Reverence

A sky full of rolling gray clouds and the sun peaking through a sliver showing blue sky above

Nye Hill Farm was established in 1790, the year President George Washington delivered the nation’s first State of the Union Address. The farmstead’s original stone foundation still exists, intact. By the time Washington delivered his Farewell Address six years later, the Nyes had built the house in which we now live. The house’s hearth still draws us near. Not for cooking, or even warmth, though it is warm. We draw near its spirit. Like the farmstead’s stone foundation, the farm’s spirit still exists, intact.

People who work this land now, who live in this house, who sit and read comfortably around its hearth, have no ancestral claim to any of it. Not the land, not the house, not the hearth. We have no Abenaki blood. We did not descend from those first English fishermen who landed, in 1623, on the coast of what came to be called New Hampshire. Our forefathers were not colonists and the daughters of the American Revolution do not grace our lineage. That traces back to Ireland, Poland, Germany and Viet Nam. But “traces” is misleading. It hasn’t been that long. Still centuries after the first shots were fired at Lexington, our families were laboring in the mills and factories of Western and Eastern Europe, and on the farms of Southeast Asia. As children we sat at supper tables listening to our grandparents translate for our great-grandparents. We work hard, but they worked harder. The Irish author and playwright Brendan Behan referred to the likes of us as “narrow-backs”, the generations born of strong immigrants who with wide backs laid the foundations upon which we have all built our successes, and upon whose wide backs we still stand. Immigrants. With no ancestral claims to the land, we feel the next highest bond. Reverence. For the land, this farm, its spirit.
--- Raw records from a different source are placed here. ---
impl<T: Storage> Measurement<T> {
    /// Creates a `Measurement` from a value and its uncertainty.
    ///
    /// # Panics
    ///
    /// This function panics if the value and uncertainty do not have the same
    /// shape. Use [`Measurement::try_new`] to handle this case.
    pub fn new(value: T, uncertainty: T) -> Self {
        Self::try_new(value, uncertainty).unwrap_or_else(|e| panic!("{e}"))
    }

    /// Creates a `Measurement` from a value and its uncertainty, failing with
    /// [`MeasurementError::ShapeMismatch`] if their shapes differ.
    ///
    /// Both fields are stored as given.
    pub fn try_new(value: T, uncertainty: T) -> Result<Self, MeasurementError> {
        let expected = value.shape();
        let found = uncertainty.shape();
        if expected != found {
            return Err(MeasurementError::ShapeMismatch { expected, found });
        }
        Ok(Self { value, uncertainty })
    }

    /// Creates a `Measurement` with zero uncertainty.
    pub fn exact(value: T) -> Self {
        let (value, uncertainty) = T::map_pair(&value, &value, |v, _| (v, 0.0));
        Self { value, uncertainty }
    }

    // Shapes are the caller's responsibility.
    #[inline]
    pub(crate) fn from_parts((value, uncertainty): (T, T)) -> Self {
        Self { value, uncertainty }
    }

    /// Returns the nominal value.
    #[inline]
    pub fn value(&self) -> &T {
        &self.value
    }

    /// Returns the absolute uncertainty.
    #[inline]
    pub fn uncertainty(&self) -> &T {
        &self.uncertainty
    }

    /// Consumes the `Measurement`, returning the value and the uncertainty.
    #[inline]
    pub fn into_parts(self) -> (T, T) {
        (self.value, self.uncertainty)
    }

    /// Returns the number of elements in the value.
    #[inline]
    pub fn len(&self) -> usize {
        self.value.len()
    }

    #[inline]
    pub fn is_empty(&self) -> bool {
        self.len() == 0
    }

    #[inline]
    pub fn shape(&self) -> Vec<usize> {
        self.value.shape()
    }

    #[inline]
    pub(crate) fn propagate<F>(&self, f: F) -> Self
    where
        F: Fn(f64, f64) -> (f64, f64) + Sync + Send,
    {
        Self::from_parts(T::map_pair(&self.value, &self.uncertainty, f))
    }

    #[inline]
    pub(crate) fn combine<F>(&self, rhs: &Self, f: F) -> Self
    where
        F: Fn(f64, f64, f64, f64) -> (f64, f64) + Sync + Send,
    {
        Self::from_parts(T::zip_pairs(
            (&self.value, &self.uncertainty),
            (&rhs.value, &rhs.uncertainty),
            f,
        ))
    }

    #[inline]
    pub(crate) fn combine_plain<F>(&self, plain: &T, f: F) -> Self
    where
        F: Fn(f64, f64, f64) -> (f64, f64) + Sync + Send,
    {
        Self::from_parts(T::zip_plain(&self.value, &self.uncertainty, plain, f))
    }
}

/// An item that can be written into a single element of a measurement array.
#[derive(Clone, Copy, Debug)]
pub enum Element {
    /// Writes the value and the uncertainty into their own slots.
    Measured(Measurement<f64>),
    /// Writes the same number into both the value and the uncertainty slot.
    Bare(f64),
}

impl From<Measurement<f64>> for Element {
    fn from(m: Measurement<f64>) -> Self {
        Element::Measured(m)
    }
}

impl From<f64> for Element {
    fn from(n: f64) -> Self {
        Element::Bare(n)
    }
}

impl<D: Dimension> Measurement<Array<f64, D>> {
    /// Returns a copy of the element at `index`, or `None` if the index is out
    /// of bounds.
    ///
    /// The returned `Measurement` does not share storage with `self`, so
    /// modifying one never affects the other.
    pub fn get<I>(&self, index: I) -> Option<Measurement<f64>>
    where
        I: NdIndex<D> + Copy,
    {
        Some(Measurement {
            value: *self.value.get(index)?,
            uncertainty: *self.uncertainty.get(index)?,
        })
    }

    /// Overwrites the element at `index`.
    ///
    /// A [`Measurement`] writes its value and uncertainty into the
    /// corresponding slots.
    /// A bare `f64` is written into *both* the value and the uncertainty slot,
    /// so `m.set(0, 9.0)` leaves the element as 9 ± 9.
    ///
    /// # Example
    ///
    /// ```
    /// # use ndarray::array;
    /// # use scimeasure::Measurement;
    /// #
    /// let mut m = Measurement::new(array![1.0, 2.0], array![0.1, 0.2]);
    /// m.set(0, Measurement::new(9.0, 2.0)).unwrap();
    /// m.set(1, 7.0).unwrap();
    /// assert_eq!(m.value(), &array![9.0, 7.0]);
    /// assert_eq!(m.uncertainty(), &array![2.0, 7.0]);
    /// ```
    pub fn set<I>(&mut self, index: I, item: impl Into<Element>) -> Result<(), MeasurementError>
    where
        I: NdIndex<D> + Copy,
    {
        if self.value.get(index).is_none() || self.uncertainty.get(index).is_none() {
            return Err(MeasurementError::IndexOutOfBounds {
                shape: self.value.shape().to_vec(),
            });
        }
        let (value, uncertainty) = match item.into() {
            Element::Measured(m) => (m.value, m.uncertainty),
            Element::Bare(n) => (n, n),
        };
        self.value[index] = value;
        self.uncertainty[index] = uncertainty;
        Ok(())
    }

    /// Returns an owned copy of a slice of the measurement, taken with the
    /// same slice argument for the value and the uncertainty.
    ///
    /// # Panics
    ///
    /// Panics if the slice is out of bounds, as `ndarray`'s `slice` does.
    pub fn slice<I>(&self, info: I) -> Measurement<Array<f64, I::OutDim>>
    where
        I: SliceArg<D>,
    {
        Measurement {
            value: self.value.slice(&info).to_owned(),
            uncertainty: self.uncertainty.slice(&info).to_owned(),
        }
    }

    /// Collects the elements where `mask` is `true` into a one-dimensional
    /// measurement, in logical order.
    pub fn extract(&self, mask: &Array<bool, D>) -> Result<Measurement<Array1<f64>>, MeasurementError> {
        if mask.shape() != self.value.shape() {
            return Err(MeasurementError::ShapeMismatch {
                expected: self.value.shape().to_vec(),
                found: mask.shape().to_vec(),
            });
        }
        let mut value = Vec::new();
        let mut uncertainty = Vec::new();
        Zip::from(mask)
            .and(&self.value)
            .and(&self.uncertainty)
            .for_each(|&keep, &v, &u| {
                if keep {
                    value.push(v);
                    uncertainty.push(u);
                }
            });
        log::trace!("extracted {} of {} elements", value.len(), self.value.len());
        Ok(Measurement {
            value: Array1::from(value),
            uncertainty: Array1::from(uncertainty),
        })
    }

    /// Iterates over the elements in logical order.
    pub fn iter(&self) -> impl Iterator<Item = Measurement<f64>> + '_ {
        self.value
            .iter()
            .zip(self.uncertainty.iter())
            .map(|(&value, &uncertainty)| Measurement { value, uncertainty })
    }
}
reverence, n. Deep respect, veneration, or admiration for someone or something, esp. a person or thing regarded as sacred or holy. From The Oxford English Dictionary.

Washington’s Farewell Address was not delivered before an assembly but rather it was published in a newspaper. It seems unlikely it would have been read around this hearth by which we presently sit, ourselves reading a newspaper, but Washington’s on our minds nevertheless. He too wrote of a wall that year, 1796, in a letter to his Secretary of State. But as the eminent historian Joseph Ellis points out in his deliberative American Dialogue, Washington’s concern was not to keep safe the peace and prosperity of those inside the wall of which he wrote. It was to keep safe the peace and prosperity of those outside the wall. Washington foresaw that nothing short of a “Chinese wall” would stop American settlers from emigrating to new opportunities, west of the colonies, taking away the lands and livelihoods of those already there. Ironic, that. But we’re not writing about irony, we’re writing about reverence.

To revere is “to feel deep respect or admiration for; to hold in highest esteem; to treat with reverence”. Also from The Oxford English Dictionary. Nothing to suggest that reverence is the domain of any one nationality, even less any one race.

We think of Nye Hill Farm as a thin place (The Guardian’s Oliver Burkeman, quoting Eric Weiner’s spiritual travelogue Man Seeks God, describes thin places as “‘the places in the world where the walls are weak’, where another dimension seems nearer than usual.”). The farm’s spirit seems to bridge the worlds of the Abenaki, their gods, the colonists, their governors, the Nyes, their lives. We think of the Nyes. We even pause now and then where they repose. We hope they find quiet under our watch. We do not think of them as our forebears, they are not, we have no ancestral claim to this land. We think of them as among those who came before us. Just as we hope to be thought of by those who come after us, revering this land, holding sacred its spirit. From where those people come, of what nationality, of what race, makes no difference to us. Or anyone else.